(EXTRACTED INFORMATION)
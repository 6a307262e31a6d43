//! Metadata acquisition: who formalized what, per module.
//!
//! The annotation index comes from an external producer command (typically a
//! build-system script that introspects the compiled library) which prints
//! the whole index as JSON on stdout. That subprocess boundary is hidden
//! behind [`MetadataSource`], so the pipeline and its tests can run against
//! in-memory fixtures instead.

use std::process::Command;

use tracing::{debug, instrument};

use seqdoc_shared::{AnnotationIndex, Result, SeqDocError};

/// A source of the module → annotation index.
///
/// Any failure maps to [`SeqDocError::Producer`], which aborts the whole
/// batch before any document is touched.
pub trait MetadataSource {
    /// Fetch and decode the full annotation index. Called once per batch;
    /// the output is fully buffered, never streamed.
    fn fetch(&self) -> Result<AnnotationIndex>;
}

// ---------------------------------------------------------------------------
// Subprocess-backed source
// ---------------------------------------------------------------------------

/// Runs an external command and parses its stdout as the annotation index.
#[derive(Debug, Clone)]
pub struct CommandMetadataSource {
    program: String,
    args: Vec<String>,
}

impl CommandMetadataSource {
    /// Create a source that runs `program` with `args`.
    pub fn new(program: impl Into<String>, args: Vec<String>) -> Self {
        Self {
            program: program.into(),
            args,
        }
    }
}

impl MetadataSource for CommandMetadataSource {
    #[instrument(skip(self), fields(program = %self.program))]
    fn fetch(&self) -> Result<AnnotationIndex> {
        let output = Command::new(&self.program)
            .args(&self.args)
            .output()
            .map_err(|e| {
                SeqDocError::producer(format!("failed to run {}: {e}", self.program))
            })?;

        if !output.status.success() {
            let stderr = String::from_utf8_lossy(&output.stderr);
            return Err(SeqDocError::producer(format!(
                "{} exited with {}: {}",
                self.program,
                output.status,
                stderr.trim()
            )));
        }

        debug!(bytes = output.stdout.len(), "producer output captured");
        parse_index(&output.stdout)
    }
}

/// Decode producer output bytes into the annotation index.
fn parse_index(bytes: &[u8]) -> Result<AnnotationIndex> {
    serde_json::from_slice(bytes)
        .map_err(|e| SeqDocError::producer(format!("malformed producer output: {e}")))
}

// ---------------------------------------------------------------------------
// In-memory source for tests and embedding
// ---------------------------------------------------------------------------

/// A fixed, pre-parsed annotation index.
#[derive(Debug, Clone, Default)]
pub struct StaticMetadataSource {
    index: AnnotationIndex,
}

impl StaticMetadataSource {
    /// Wrap an already-built index.
    pub fn new(index: AnnotationIndex) -> Self {
        Self { index }
    }
}

impl MetadataSource for StaticMetadataSource {
    fn fetch(&self) -> Result<AnnotationIndex> {
        Ok(self.index.clone())
    }
}
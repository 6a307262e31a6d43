//! Application configuration for seqdoc.
//!
//! Config lives in an optional `seqdoc.toml` next to the project being
//! documented. CLI flags override config file values, which override
//! defaults. Defaults match the upstream doc-gen layout this tool was built
//! against (`.lake/build/doc`, `./run_meta.sh`).

use std::path::{Path, PathBuf};

use serde::{Deserialize, Serialize};

use crate::error::{Result, SeqDocError};

/// Default configuration file name, looked up in the working directory.
pub const CONFIG_FILE_NAME: &str = "seqdoc.toml";

// ---------------------------------------------------------------------------
// Config structs (matching seqdoc.toml schema)
// ---------------------------------------------------------------------------

/// Top-level application config, deserialized from TOML.
#[derive(Debug, Clone, Default, Serialize, Deserialize)]
pub struct AppConfig {
    /// `[docs]` section.
    #[serde(default)]
    pub docs: DocsConfig,

    /// `[producer]` section.
    #[serde(default)]
    pub producer: ProducerConfig,

    /// `[catalogue]` section.
    #[serde(default)]
    pub catalogue: CatalogueConfig,

    /// `[batch]` section.
    #[serde(default)]
    pub batch: BatchConfig,
}

/// `[docs]` section — where the generated HTML lives.
#[derive(Debug, Clone, Serialize, Deserialize)]
pub struct DocsConfig {
    /// Root directory of the generated documentation tree.
    #[serde(default = "default_doc_root")]
    pub root: String,
}

impl Default for DocsConfig {
    fn default() -> Self {
        Self {
            root: default_doc_root(),
        }
    }
}

fn default_doc_root() -> String {
    ".lake/build/doc".into()
}

/// `[producer]` section — the external metadata command.
#[derive(Debug, Clone, Serialize, Deserialize)]
pub struct ProducerConfig {
    /// Command that prints the annotation index as JSON on stdout.
    #[serde(default = "default_producer_command")]
    pub command: String,

    /// Arguments passed to the command.
    #[serde(default)]
    pub args: Vec<String>,
}

impl Default for ProducerConfig {
    fn default() -> Self {
        Self {
            command: default_producer_command(),
            args: Vec::new(),
        }
    }
}

fn default_producer_command() -> String {
    "./run_meta.sh".into()
}

/// `[catalogue]` section — the external sequence catalogue.
#[derive(Debug, Clone, Serialize, Deserialize)]
pub struct CatalogueConfig {
    /// Base URL that tags are appended to as a path segment.
    #[serde(default = "default_catalogue_base")]
    pub base_url: String,
}

impl Default for CatalogueConfig {
    fn default() -> Self {
        Self {
            base_url: default_catalogue_base(),
        }
    }
}

fn default_catalogue_base() -> String {
    "https://oeis.org".into()
}

/// `[batch]` section — per-module failure policy.
#[derive(Debug, Clone, Default, Serialize, Deserialize)]
pub struct BatchConfig {
    /// Abort on the first per-module failure instead of the default
    /// report-and-continue behavior.
    #[serde(default)]
    pub fail_fast: bool,
}

// ---------------------------------------------------------------------------
// Config loading
// ---------------------------------------------------------------------------

/// Load the application config from the working directory.
/// Returns defaults if `seqdoc.toml` does not exist.
pub fn load_config() -> Result<AppConfig> {
    let path = Path::new(CONFIG_FILE_NAME);

    if !path.exists() {
        tracing::debug!(?path, "config file not found, using defaults");
        return Ok(AppConfig::default());
    }

    load_config_from(path)
}

/// Load the application config from a specific file path.
pub fn load_config_from(path: &Path) -> Result<AppConfig> {
    let content = std::fs::read_to_string(path).map_err(|e| SeqDocError::read(path, e))?;

    toml::from_str(&content)
        .map_err(|e| SeqDocError::config(format!("failed to parse {}: {e}", path.display())))
}

/// Write a default config file at `path`. Returns the path written.
pub fn init_config(path: &Path) -> Result<PathBuf> {
    let config = AppConfig::default();
    let content =
        toml::to_string_pretty(&config).map_err(|e| SeqDocError::config(e.to_string()))?;

    std::fs::write(path, content).map_err(|e| SeqDocError::write(path, e))?;
    tracing::info!(?path, "created default config file");

    Ok(path.to_path_buf())
}

#[cfg(test)]
mod tests {
    use super::*;

    #[test]
    fn default_config_serializes() {
        let config = AppConfig::default();
        let toml_str = toml::to_string_pretty(&config).expect("serialize default config");
        assert!(toml_str.contains(".lake/build/doc"));
        assert!(toml_str.contains("run_meta.sh"));
        assert!(toml_str.contains("https://oeis.org"));
    }

    #[test]
    fn config_roundtrip() {
        let config = AppConfig::default();
        let toml_str = toml::to_string_pretty(&config).expect("serialize");
        let parsed: AppConfig = toml::from_str(&toml_str).expect("deserialize");
        assert_eq!(parsed.docs.root, ".lake/build/doc");
        assert_eq!(parsed.catalogue.base_url, "https://oeis.org");
        assert!(!parsed.batch.fail_fast);
    }

    #[test]
    fn partial_config_fills_defaults() {
        let toml_str = r#"
[docs]
root = "build/doc"

[batch]
fail_fast = true
"#;
        let config: AppConfig = toml::from_str(toml_str).expect("parse");
        assert_eq!(config.docs.root, "build/doc");
        assert!(config.batch.fail_fast);
        assert_eq!(config.producer.command, "./run_meta.sh");
        assert_eq!(config.catalogue.base_url, "https://oeis.org");
    }

    #[test]
    fn producer_args_parse() {
        let toml_str = r#"
[producer]
command = "lake"
args = ["exe", "meta"]
"#;
        let config: AppConfig = toml::from_str(toml_str).expect("parse");
        assert_eq!(config.producer.command, "lake");
        assert_eq!(config.producer.args, ["exe", "meta"]);
    }
}
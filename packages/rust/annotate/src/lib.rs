//! Annotation block construction and document patching.
//!
//! This is the heart of seqdoc: build a small HTML subtree listing the OEIS
//! sequences a module formalizes ([`build_annotation`]), then splice it into
//! the module's generated documentation page ([`patch_document`]).
//!
//! All DOM manipulation goes through the [`dom`] module, so the rest of the
//! code never touches `html5ever`/`ego-tree` types directly beyond node ids.

pub mod builder;
pub mod dom;
pub mod patcher;

pub use builder::{LEAD_IN_TEXT, MARKER_CLASS, build_annotation};
pub use patcher::patch_document;
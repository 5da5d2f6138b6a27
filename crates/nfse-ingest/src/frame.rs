//! Assembly of loaded cells into a Polars DataFrame.

use std::collections::BTreeSet;

use polars::prelude::{Column, DataFrame};
use tracing::warn;

use crate::error::Result;

/// A single loaded value before column typing.
#[derive(Debug, Clone, PartialEq)]
pub(crate) enum Cell {
    Empty,
    Int(i64),
    Float(f64),
    Text(String),
}

impl Cell {
    fn is_blank(&self) -> bool {
        match self {
            Self::Empty => true,
            Self::Text(value) => value.trim().is_empty(),
            Self::Int(_) | Self::Float(_) => false,
        }
    }

    fn as_integer(&self) -> Option<i64> {
        match self {
            Self::Int(value) => Some(*value),
            Self::Float(value) if value.fract() == 0.0 && value.abs() < 9.0e15 => {
                Some(*value as i64)
            }
            _ => None,
        }
    }

    fn as_float(&self) -> Option<f64> {
        match self {
            Self::Int(value) => Some(*value as f64),
            Self::Float(value) => Some(*value),
            _ => None,
        }
    }

    fn to_text(&self) -> Option<String> {
        match self {
            Self::Empty => None,
            Self::Int(value) => Some(value.to_string()),
            Self::Float(value) => Some(format_float(*value)),
            Self::Text(value) if value.trim().is_empty() => None,
            Self::Text(value) => Some(value.clone()),
        }
    }
}

/// Header plus data rows as read from a source.
#[derive(Debug, Clone, Default)]
pub(crate) struct RawTable {
    pub headers: Vec<String>,
    pub rows: Vec<Vec<Cell>>,
}

/// How column dtypes are chosen.
#[derive(Debug, Clone, Copy, PartialEq, Eq)]
pub(crate) enum ColumnTyping {
    /// Every column is a string column.
    Text,
    /// Columns holding only numbers become Int64 or Float64.
    Infer,
}

/// Build a DataFrame, dropping columns that hold no value at all.
///
/// Rows that are entirely blank are removed when `drop_blank_rows` is set.
/// Blank headers are named `unnamed_<index>` and repeated headers get a
/// `.<n>` suffix.
pub(crate) fn build_frame(
    mut table: RawTable,
    typing: ColumnTyping,
    drop_blank_rows: bool,
) -> Result<DataFrame> {
    let width = table.headers.len();
    let truncated = fit_rows(&mut table.rows, width);
    if truncated > 0 {
        warn!(
            rows = truncated,
            header_width = width,
            "rows with values beyond the last header column, extra values ignored"
        );
    }
    if drop_blank_rows {
        table.rows.retain(|row| row.iter().any(|cell| !cell.is_blank()));
    }

    let has_rows = !table.rows.is_empty();
    let mut seen = BTreeSet::new();
    let mut columns = Vec::with_capacity(width);
    for (idx, header) in table.headers.iter().enumerate() {
        let cells: Vec<&Cell> = table.rows.iter().map(|row| &row[idx]).collect();
        if has_rows && cells.iter().all(|cell| cell.is_blank()) {
            continue;
        }
        let name = unique_name(&mut seen, column_name(header, idx));
        columns.push(build_column(&name, &cells, typing));
    }
    Ok(DataFrame::new(columns)?)
}

/// Pad or cut every row to `width` cells.
///
/// Returns how many rows lost a non-blank value.
fn fit_rows(rows: &mut [Vec<Cell>], width: usize) -> usize {
    let mut truncated = 0;
    for row in rows {
        if row.iter().skip(width).any(|cell| !cell.is_blank()) {
            truncated += 1;
        }
        row.resize(width, Cell::Empty);
    }
    truncated
}

fn column_name(header: &str, idx: usize) -> String {
    let trimmed = header.trim().trim_matches('\u{feff}').trim();
    if trimmed.is_empty() {
        format!("unnamed_{idx}")
    } else {
        trimmed.to_string()
    }
}

fn unique_name(seen: &mut BTreeSet<String>, name: String) -> String {
    if seen.insert(name.clone()) {
        return name;
    }
    let mut suffix = 1usize;
    loop {
        let candidate = format!("{name}.{suffix}");
        if seen.insert(candidate.clone()) {
            return candidate;
        }
        suffix += 1;
    }
}

fn build_column(name: &str, cells: &[&Cell], typing: ColumnTyping) -> Column {
    if typing == ColumnTyping::Infer {
        let mut filled = cells.iter().filter(|cell| !cell.is_blank()).peekable();
        if filled.peek().is_some() {
            let filled: Vec<&&Cell> = filled.collect();
            if filled.iter().all(|cell| cell.as_integer().is_some()) {
                let values: Vec<Option<i64>> = cells.iter().map(|cell| cell.as_integer()).collect();
                return Column::new(name.into(), values);
            }
            if filled.iter().all(|cell| cell.as_float().is_some()) {
                let values: Vec<Option<f64>> = cells.iter().map(|cell| cell.as_float()).collect();
                return Column::new(name.into(), values);
            }
        }
    }
    let values: Vec<Option<String>> = cells.iter().map(|cell| cell.to_text()).collect();
    Column::new(name.into(), values)
}

/// Render a float without a trailing `.0` for whole numbers.
pub(crate) fn format_float(value: f64) -> String {
    if value.fract() == 0.0 && value.abs() < 1e15 {
        format!("{}", value as i64)
    } else {
        format!("{value}")
    }
}
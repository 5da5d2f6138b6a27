//! Tests for reading authority workbooks.

use nfse_ingest::{IngestError, read_workbook};
use rust_xlsxwriter::Workbook;
use tempfile::TempDir;

fn write_authority_workbook(dir: &TempDir) -> std::path::PathBuf {
    let path = dir.path().join("dados_nfse_prefeitura.xlsx");
    let mut workbook = Workbook::new();

    let notes = workbook.add_worksheet();
    notes.set_name("Notas").unwrap();
    notes.write_string(0, 0, "ignored").unwrap();

    let sheet = workbook.add_worksheet();
    sheet.set_name("Resultado").unwrap();
    let headers = [
        "Número",
        "Nome/Razão Social Tomador",
        "UF Tomador",
        "Valor Serviços",
        "Observação",
    ];
    for (col, header) in headers.iter().enumerate() {
        sheet.write_string(0, col as u16, *header).unwrap();
    }
    sheet.write_number(1, 0, 101.0).unwrap();
    sheet.write_string(1, 1, "Padaria São João").unwrap();
    sheet.write_string(1, 2, "SP").unwrap();
    sheet.write_number(1, 3, 1234.56).unwrap();
    // Row 2 left entirely blank.
    sheet.write_number(3, 0, 102.0).unwrap();
    sheet.write_string(3, 1, "Mercado Boa Vista").unwrap();
    sheet.write_string(3, 2, "rj ").unwrap();
    sheet.write_number(3, 3, 50.0).unwrap();

    workbook.save(&path).unwrap();
    path
}

#[test]
fn reads_named_sheet_with_typed_columns() {
    let dir = TempDir::new().unwrap();
    let path = write_authority_workbook(&dir);

    let df = read_workbook(&path, Some("Resultado")).unwrap();

    assert_eq!(df.height(), 2);
    // "Observação" has no values and is dropped.
    assert_eq!(df.width(), 4);
    let numbers = df.column("Número").unwrap().i64().unwrap();
    assert_eq!(numbers.get(0), Some(101));
    assert_eq!(numbers.get(1), Some(102));
    let amounts = df.column("Valor Serviços").unwrap().f64().unwrap();
    assert_eq!(amounts.get(0), Some(1234.56));
    let regions = df.column("UF Tomador").unwrap().str().unwrap();
    assert_eq!(regions.get(1), Some("rj "));
}

#[test]
fn first_sheet_when_unnamed() {
    let dir = TempDir::new().unwrap();
    let path = write_authority_workbook(&dir);
    let df = read_workbook(&path, None).unwrap();
    assert_eq!(df.width(), 1);
    assert_eq!(df.height(), 0);
}

#[test]
fn missing_sheet_lists_available() {
    let dir = TempDir::new().unwrap();
    let path = write_authority_workbook(&dir);
    let error = read_workbook(&path, Some("Planilha1")).unwrap_err();
    match error {
        IngestError::SheetNotFound { available, .. } => {
            assert_eq!(available, "Notas, Resultado");
        }
        other => panic!("unexpected error: {other}"),
    }
}

#[test]
fn missing_workbook() {
    let error =
        read_workbook(std::path::Path::new("/nonexistent/prefeitura.xlsx"), None).unwrap_err();
    assert!(matches!(error, IngestError::FileNotFound { .. }));
}
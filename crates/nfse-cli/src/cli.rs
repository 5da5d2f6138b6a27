//! CLI argument definitions for the reconciliation tool.

use std::path::PathBuf;

use clap::{Parser, Subcommand, ValueEnum};
use clap_verbosity_flag::{Verbosity, WarnLevel};
use colorchoice_clap::Color;

use nfse_model::OutputFormat;

#[derive(Parser)]
#[command(
    name = "nfse-recon",
    version,
    about = "Reconcile municipal NFS-e records against the accounting ledger",
    long_about = "Reconcile the service invoices (NFS-e) registered with the municipal \
                  tax authority against the accounting ledger export.\n\n\
                  Lists authority invoices the ledger does not contain and compares \
                  invoiced totals per state (UF)."
)]
pub struct Cli {
    #[command(subcommand)]
    pub command: Command,

    /// Adjust log verbosity (-v for info, -vv for debug, -q for errors only).
    #[command(flatten)]
    pub verbosity: Verbosity<WarnLevel>,

    /// Control ANSI color output (auto, always, never).
    #[command(flatten)]
    pub color: Color,

    /// Explicit log level (overrides -v/-q flags).
    #[arg(long = "log-level", value_enum, global = true)]
    pub log_level: Option<LogLevelArg>,

    /// Log output format (pretty for human, json for machine parsing).
    #[arg(
        long = "log-format",
        value_enum,
        default_value = "pretty",
        global = true
    )]
    pub log_format: LogFormatArg,

    /// Write logs to a file instead of stderr.
    #[arg(long = "log-file", value_name = "PATH", global = true)]
    pub log_file: Option<PathBuf>,

    /// Allow client names and raw cell values in log output.
    #[arg(long = "log-data", global = true)]
    pub log_data: bool,
}

#[derive(Subcommand)]
pub enum Command {
    /// Run the reconciliation and write the follow-up list.
    Reconcile(ReconcileArgs),

    /// Show how the headers of both sources are normalized and mapped.
    Inspect(InspectArgs),
}

/// Source selection shared by every command.
#[derive(Parser)]
pub struct SourceArgs {
    /// TOML configuration file; values not given keep their defaults.
    #[arg(long = "config", value_name = "FILE")]
    pub config: Option<PathBuf>,

    /// Authority extract (xlsx workbook or delimited text).
    #[arg(long = "authority", value_name = "PATH")]
    pub authority: Option<PathBuf>,

    /// Worksheet of the authority workbook.
    #[arg(long = "authority-sheet", value_name = "NAME")]
    pub authority_sheet: Option<String>,

    /// Ledger extract (delimited report or workbook).
    #[arg(long = "ledger", value_name = "PATH")]
    pub ledger: Option<PathBuf>,

    /// Banner lines above the ledger header.
    #[arg(long = "ledger-skip-rows", value_name = "N")]
    pub ledger_skip_rows: Option<usize>,
}

#[derive(Parser)]
pub struct ReconcileArgs {
    #[command(flatten)]
    pub sources: SourceArgs,

    /// Directory for the output files.
    #[arg(long = "output-dir", value_name = "DIR")]
    pub output_dir: Option<PathBuf>,

    /// Base file name (without extension) of the follow-up list.
    #[arg(long = "output-name", value_name = "NAME")]
    pub output_name: Option<String>,

    /// Output file format.
    #[arg(long = "format", value_enum)]
    pub format: Option<OutputFormatArg>,

    /// Write CSV files without the UTF-8 byte order mark.
    #[arg(long = "no-bom")]
    pub no_bom: bool,

    /// Also write both cleaned source tables.
    #[arg(long = "export-normalized")]
    pub export_normalized: bool,

    /// Fail when more rows than this are dropped as unparseable.
    #[arg(long = "max-dropped-rows", value_name = "N")]
    pub max_dropped_rows: Option<usize>,

    /// Run every stage and report without writing output files.
    #[arg(long = "dry-run")]
    pub dry_run: bool,

    /// Write a machine-readable run summary to this path.
    #[arg(long = "summary-json", value_name = "PATH")]
    pub summary_json: Option<PathBuf>,
}

#[derive(Parser)]
pub struct InspectArgs {
    #[command(flatten)]
    pub sources: SourceArgs,
}

#[derive(Clone, Copy, ValueEnum)]
pub enum OutputFormatArg {
    Csv,
    Xlsx,
    Both,
}

impl From<OutputFormatArg> for OutputFormat {
    fn from(value: OutputFormatArg) -> Self {
        match value {
            OutputFormatArg::Csv => Self::Csv,
            OutputFormatArg::Xlsx => Self::Xlsx,
            OutputFormatArg::Both => Self::Both,
        }
    }
}

/// CLI log level choices.
#[derive(Clone, Copy, ValueEnum)]
pub enum LogLevelArg {
    Error,
    Warn,
    Info,
    Debug,
    Trace,
}

/// CLI log format choices.
#[derive(Clone, Copy, ValueEnum)]
pub enum LogFormatArg {
    Pretty,
    Compact,
    Json,
}

#[cfg(test)]
mod tests {
    use super::*;
    use clap::CommandFactory;

    #[test]
    fn command_definition_is_consistent() {
        Cli::command().debug_assert();
    }

    #[test]
    fn reconcile_flags_parse() {
        let cli = Cli::try_parse_from([
            "nfse-recon",
            "reconcile",
            "--ledger",
            "dominio.csv",
            "--format",
            "both",
            "--max-dropped-rows",
            "3",
            "--dry-run",
        ])
        .unwrap();
        let Command::Reconcile(args) = cli.command else {
            panic!("expected reconcile");
        };
        assert_eq!(args.sources.ledger, Some(PathBuf::from("dominio.csv")));
        assert_eq!(args.max_dropped_rows, Some(3));
        assert!(args.dry_run);
        assert_eq!(
            args.format.map(OutputFormat::from),
            Some(OutputFormat::Both)
        );
    }
}
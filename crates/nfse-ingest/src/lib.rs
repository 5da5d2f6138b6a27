//! Source loaders for NFS-e reconciliation.
//!
//! This crate turns the two exported extracts into Polars DataFrames in their
//! native schema. Nothing here renames or coerces columns; that belongs to
//! `nfse-transform`.
//!
//! # Features
//!
//! - **Spreadsheets**: the authority workbook, one worksheet, numeric columns typed
//! - **Delimited reports**: leading banner lines skipped, any text encoding,
//!   marker rows (section totals, licence banners) filtered out
//! - **Loader trait**: [`TableLoader`] decouples the pipeline from files
//!
//! # Example
//!
//! ```ignore
//! use nfse_ingest::{FileLoader, TableLoader};
//! use nfse_model::ReconConfig;
//!
//! let loader = FileLoader::new(&ReconConfig::default());
//! let authority = loader.load_authority()?;
//! let ledger = loader.load_ledger()?;
//! ```

mod delimited;
mod error;
mod frame;
mod loader;
mod workbook;

// === Error Types ===
pub use error::{IngestError, Result};

// === Readers ===
pub use delimited::{DelimitedOptions, read_delimited};
pub use workbook::read_workbook;

// === Loading ===
pub use loader::{FileLoader, SourceKind, TableLoader, read_source};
(End EXTRACTED INFORMATION)
◆ **WORK ITEM**
After locating the line with "Some(OutputFormat::Both)" above, return that line and every later line through the one with "banners) filtered out", word for word and with nothing else.

◆ **TASK ANSWER**
            Some(OutputFormat::Both)
        );
    }
}
filename crates/nfse-ingest/src/lib.rs
repository 5da5d2f6138b6a27
//! Source loaders for NFS-e reconciliation.
//!
//! This crate turns the two exported extracts into Polars DataFrames in their
//! native schema. Nothing here renames or coerces columns; that belongs to
//! `nfse-transform`.
//!
//! # Features
//!
//! - **Spreadsheets**: the authority workbook, one worksheet, numeric columns typed
//! - **Delimited reports**: leading banner lines skipped, any text encoding,
//!   marker rows (section totals, licence banners) filtered out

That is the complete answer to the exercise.